Dr Hamerton explained, “This is potentially very useful for aerospace applications, where fatalities are often caused not by a crash but by a post-crash fire. For example, in fatal airline accidents in the USA between 1981 and 1990, 40 per cent of the passengers who survived the impact of an aircraft accident subsequently died in post-crash fires.”
“The heat and flame retardant qualities of these polymers means that they may also have potential uses in microelectronics in printed circuit boards as glass fibre reinforced plastics (GFRP). Unlike brominated epoxy, which are currently used for this purpose, polybenzoxazines don’t produce halogens which damage the ozone layer. As environmental legislation moves ever closer to removing halogen-based flame-retardants, there is a lot of interest from industry in this potential new solution.”

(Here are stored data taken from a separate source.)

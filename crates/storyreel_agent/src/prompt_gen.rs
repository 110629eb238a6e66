//! Prompt generation agent.

use crate::{EnhancementConfig, PromptEnhancer};
use async_trait::async_trait;
use serde_json::{json, Value};
use storyreel_core::{AgentResult, AgentStatus, Segment, WorkflowConfig};
use storyreel_interface::Agent;
use tracing::{debug, info};

const TOOLS: [&str; 3] = ["prompt_enhancer", "style_library", "keyword_cleaner"];

/// Produces one enhanced image prompt per segment. Depends on the
/// segmenter agent's output.
#[derive(Debug)]
pub struct PromptGenAgent {
    status: AgentStatus,
    enhancer: PromptEnhancer,
}

impl PromptGenAgent {
    /// Create a prompt-generation agent.
    pub fn new() -> Self {
        Self {
            status: AgentStatus::Idle,
            enhancer: PromptEnhancer::new(),
        }
    }

    /// Basic scene description derived from segment text. Long segments are
    /// trimmed to their first two sentences so the prompt stays focused.
    fn basic_prompt(text: &str) -> String {
        let description = if text.len() > 200 {
            let mut sentences = Vec::new();
            let mut start = 0;
            for (i, c) in text.char_indices() {
                if matches!(c, '.' | '!' | '?') {
                    sentences.push(text[start..=i].trim());
                    start = i + c.len_utf8();
                    if sentences.len() == 2 {
                        break;
                    }
                }
            }
            if sentences.is_empty() {
                text.trim().to_string()
            } else {
                sentences.join(" ")
            }
        } else {
            text.trim().to_string()
        };
        format!("Scene depicting: {description}")
    }
}

impl Default for PromptGenAgent {
    fn default() -> Self {
        Self::new()
    }
}

#[async_trait]
impl Agent for PromptGenAgent {
    fn name(&self) -> &str {
        "PromptGenAgent"
    }

    fn role(&self) -> &str {
        "Visual Prompt Engineer"
    }

    fn goal(&self) -> &str {
        "Craft detailed image-generation prompts for every segment"
    }

    fn backstory(&self) -> &str {
        "A prompt specialist who translates narrative beats into vivid, \
         style-consistent visual descriptions"
    }

    fn tools(&self) -> &[&'static str] {
        &TOOLS
    }

    fn status(&self) -> AgentStatus {
        self.status
    }

    fn validate_input(&self, input: &Value) -> bool {
        input
            .get("segments")
            .and_then(Value::as_array)
            .is_some_and(|a| !a.is_empty())
    }

    async fn execute(&mut self, input: Value, config: &WorkflowConfig) -> AgentResult {
        self.status = AgentStatus::Running;

        let Some(raw) = input.get("segments").cloned() else {
            self.status = AgentStatus::Failed;
            return AgentResult::failed(self.name(), "no segments to generate prompts for");
        };
        let segments: Vec<Segment> = match serde_json::from_value(raw) {
            Ok(segments) => segments,
            Err(e) => {
                self.status = AgentStatus::Failed;
                return AgentResult::failed(self.name(), format!("malformed segments: {e}"));
            }
        };
        if segments.is_empty() {
            self.status = AgentStatus::Failed;
            return AgentResult::failed(self.name(), "no segments to generate prompts for");
        }

        let preset = *config.style_preset();
        let enhancement = EnhancementConfig::standard();
        let mut prompts = Vec::with_capacity(segments.len());
        for segment in &segments {
            let basic = Self::basic_prompt(segment.text());
            let enhanced = self.enhancer.enhance_with(&basic, preset, &enhancement);
            debug!(index = segment.index(), chars = enhanced.len(), "prompt built");
            prompts.push(json!({
                "segment_index": segment.index(),
                "basic_prompt": basic,
                "enhanced_prompt": enhanced,
                "style_preset": preset,
                "segment_duration": segment.duration(),
            }));
        }
        info!(prompts = prompts.len(), preset = %preset, "prompt generation complete");

        self.status = AgentStatus::Completed;
        AgentResult::completed(
            self.name(),
            json!({
                "enhanced_prompts": prompts,
                "prompt_count": prompts.len(),
                "style_preset": preset,
            }),
        )
    }
}
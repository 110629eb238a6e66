//! JSON error types.

/// JSON serialization/deserialization error with source location.
#[derive(Debug, Clone, derive_more::Display, derive_more::Error)]
#[display("JSON Error: {} at line {} in {}", message, line, file)]
pub struct JsonError {
    /// The underlying error message
    pub message: String,
    /// Line number where the error occurred
    pub line: u32,
    /// File where the error occurred
    pub file: &'static str,
}

impl JsonError {
    /// Create a new JsonError with the given message at the current location.
    ///
    /// # Examples
    ///
    /// ```
    /// use storyreel_error::JsonError;
    ///
    /// let err = JsonError::new("unknown variant `done`");
    /// assert!(err.message.contains("unknown variant"));
    /// ```
    #[track_caller]
    pub fn new(message: impl Into<String>) -> Self {
        let location = std::panic::Location::caller();
        Self {
            message: message.into(),
            line: location.line(),
            file: location.file(),
        }
    }
}
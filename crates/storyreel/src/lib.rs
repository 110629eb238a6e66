//! Storyreel - Stateful Media Content-Generation Pipeline
//!
//! Storyreel turns a topic string into a multi-segment media project:
//! transcript, timed segments, per-segment image prompts, per-segment
//! images, and a final manifest. Progress is checkpointed to disk after
//! every step, so an interrupted run resumes without redoing completed work.
//!
//! # Features
//!
//! - **Exact-count segmentation**: deterministic partitioning of arbitrary
//!   text into the requested number of near-uniform-duration segments
//! - **Agent workflow**: four focused agents executed in dependency order
//!   with fail-fast semantics
//! - **Checkpoint & resume**: full pipeline state persisted as JSON;
//!   per-segment retries with a configurable budget
//! - **Pluggable collaborators**: text and image generation behind the
//!   `TextGenerator`/`ImageRenderer` traits; tests run on stubs
//!
//! # Quick Start
//!
//! ```rust,ignore
//! use std::path::Path;
//! use std::sync::Arc;
//! use storyreel::{AgentRegistry, Pipeline};
//!
//! #[tokio::main]
//! async fn main() {
//!     let registry = AgentRegistry::new(my_text_backend(), my_image_backend());
//!     let pipeline = Pipeline::new(registry)
//!         .with_progress(|message: &str, percent: f32| {
//!             println!("[{percent:>5.1}%] {message}");
//!         });
//!     let report = pipeline
//!         .generate_content("ocean tides", "educational", Path::new("./output"), None, None)
//!         .await;
//!     println!("{}: {}", report.status(), report.project_slug());
//! }
//! ```
//!
//! # Architecture
//!
//! Storyreel is organized as a workspace with focused crates:
//!
//! - `storyreel_error` - Error taxonomy and `StoryreelResult`
//! - `storyreel_core` - Value types: segments, statuses, results, config
//! - `storyreel_interface` - Collaborator and agent traits
//! - `storyreel_segment` - The segmentation algorithm
//! - `storyreel_agent` - Concrete agents, prompt enhancer, registry
//! - `storyreel_crew` - Dependency-ordered workflow orchestration
//! - `storyreel_pipeline` - Stateful pipeline director with resume
//!
//! This crate (`storyreel`) re-exports everything for convenience.

#![forbid(unsafe_code)]
#![warn(missing_docs)]

pub use storyreel_agent::{
    template, AgentRegistry, EnhancementConfig, ImageRenderAgent, PromptEnhancer, PromptGenAgent,
    ScriptAgent, SegmenterAgent, StyleTemplate, AGENT_ROLES,
};
pub use storyreel_core::{
    AgentResult, AgentStatus, PipelineStatus, Segment, SegmentStatus, StylePreset, WorkflowConfig,
    WorkflowStatus,
};
pub use storyreel_crew::{Crew, TracingObserver, WorkflowObserver, WorkflowResult};
pub use storyreel_error::{
    AgentError, AgentErrorKind, ConfigError, JsonError, PipelineError, PipelineErrorKind,
    SegmentError, SegmentErrorKind, StorageError, StorageErrorKind, StoryreelError,
    StoryreelErrorKind, StoryreelResult,
};
pub use storyreel_interface::{
    Agent, AgentInfo, ImageRenderer, ProgressSink, TextGenerator,
};
pub use storyreel_pipeline::{
    GenerationReport, Pipeline, PipelineState, ResumeReport, SegmentState, StateStore,
    STATE_SCHEMA_VERSION,
};
pub use storyreel_segment::{segment_script, Segmenter, WORDS_PER_SECOND};
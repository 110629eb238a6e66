//! Agent error types.

/// Specific error conditions for agent construction and execution.
#[derive(Debug, Clone, PartialEq, Eq, derive_more::Display)]
pub enum AgentErrorKind {
    /// Requested role tag has no registered agent
    #[display("Unknown agent type: {}", _0)]
    UnknownAgent(String),
    /// Upstream data failed the agent's input validation
    #[display("Agent '{}' rejected its input: {}", agent, message)]
    InvalidInput {
        /// Agent name
        agent: String,
        /// Reason the input was rejected
        message: String,
    },
    /// A collaborator call failed during execution
    #[display("Agent '{}' execution failed: {}", agent, message)]
    ExecutionFailed {
        /// Agent name
        agent: String,
        /// Error message from the collaborator or stage
        message: String,
    },
}

/// Error type for agent operations.
///
/// # Examples
///
/// ```
/// use storyreel_error::{AgentError, AgentErrorKind};
///
/// let err = AgentError::new(AgentErrorKind::UnknownAgent("narrator".into()));
/// assert!(format!("{}", err).contains("Unknown agent type"));
/// ```
#[derive(Debug, Clone, derive_more::Display, derive_more::Error)]
#[display("Agent Error: {} at line {} in {}", kind, line, file)]
pub struct AgentError {
    /// The specific error condition
    pub kind: AgentErrorKind,
    /// Line number where the error occurred
    pub line: u32,
    /// Source file where the error occurred
    pub file: &'static str,
}

impl AgentError {
    /// Create a new AgentError with automatic location tracking.
    #[track_caller]
    pub fn new(kind: AgentErrorKind) -> Self {
        let location = std::panic::Location::caller();
        Self {
            kind,
            line: location.line(),
            file: location.file(),
        }
    }
}
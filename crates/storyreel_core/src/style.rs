//! Style presets for prompt enhancement.

use serde::{Deserialize, Serialize};

/// Visual styling preset applied when enhancing segment text into an image
/// prompt.
#[derive(
    Debug,
    Clone,
    Copy,
    PartialEq,
    Eq,
    Hash,
    Default,
    Serialize,
    Deserialize,
    derive_more::Display,
)]
#[serde(rename_all = "snake_case")]
pub enum StylePreset {
    /// Ultra-realistic cinematic rendering
    #[default]
    #[display("cinematic_4k")]
    Cinematic4k,
    /// Warm golden hour photography
    #[display("golden_hour")]
    GoldenHour,
    /// High-contrast chiaroscuro lighting
    #[display("dramatic_lighting")]
    DramaticLighting,
    /// First-person perspective framing
    #[display("pov_perspective")]
    PovPerspective,
    /// Photojournalistic documentary look
    #[display("documentary")]
    Documentary,
    /// Fine-art creative interpretation
    #[display("artistic")]
    Artistic,
    /// Photorealistic true-to-life rendering
    #[display("realistic")]
    Realistic,
    /// Retro film aesthetic
    #[display("vintage")]
    Vintage,
}
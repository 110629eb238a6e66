//! The agent contract.

use async_trait::async_trait;
use serde::{Deserialize, Serialize};
use serde_json::Value;
use storyreel_core::{AgentResult, AgentStatus, WorkflowConfig};

/// Snapshot of an agent's identity and state.
#[derive(Debug, Clone, PartialEq, Serialize, Deserialize)]
pub struct AgentInfo {
    /// Agent name
    pub name: String,
    /// One-line role description
    pub role: String,
    /// What the agent is trying to achieve
    pub goal: String,
    /// One-line backstory
    pub backstory: String,
    /// Current execution status
    pub status: AgentStatus,
    /// Declared tool tags
    pub tools: Vec<String>,
}

/// Uniform execution contract for all pipeline agents.
///
/// `execute` must never let an expected failure escape its boundary: bad
/// upstream data and collaborator failures become an
/// [`AgentResult`] with `status: Failed` and the error message attached.
#[async_trait]
pub trait Agent: Send + Sync {
    /// Agent name, e.g. "ScriptAgent".
    fn name(&self) -> &str;

    /// One-line role description.
    fn role(&self) -> &str;

    /// What the agent is trying to achieve.
    fn goal(&self) -> &str;

    /// One-line backstory.
    fn backstory(&self) -> &str;

    /// Declared tool tags.
    fn tools(&self) -> &[&'static str];

    /// Current execution status.
    fn status(&self) -> AgentStatus;

    /// Whether the upstream payload is acceptable input for this agent.
    fn validate_input(&self, input: &Value) -> bool {
        !input.is_null()
    }

    /// Execute the agent against the upstream payload.
    ///
    /// Stage-specific parameters (segment counts, style presets, output
    /// directories) are read from `config`.
    async fn execute(&mut self, input: Value, config: &WorkflowConfig) -> AgentResult;

    /// Identity and state snapshot.
    fn info(&self) -> AgentInfo {
        AgentInfo {
            name: self.name().to_string(),
            role: self.role().to_string(),
            goal: self.goal().to_string(),
            backstory: self.backstory().to_string(),
            status: self.status(),
            tools: self.tools().iter().map(|t| t.to_string()).collect(),
        }
    }
}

Polymerised benzoxazines have been the subject of much research since the 1990s because of the great potential they offer in fields such as aerospace and microelectronics. At the forefront of this effort in the UK, the University of Surrey’s Polymeric Resins research group combines Dr Ian Hamerton’s expertise on the synthesis and characterisation of polymers with Dr Brendan Howlin’s expertise on computer modelling of polymers.
Dr Hamerton and Dr Howlin’s paper, ‘Explaining the kinetics of the thermal polymerisation of commercial aromatic bis-Benzoxazines’ is featured as the front cover story in the Journal of Polymer Science, 15 July 2014.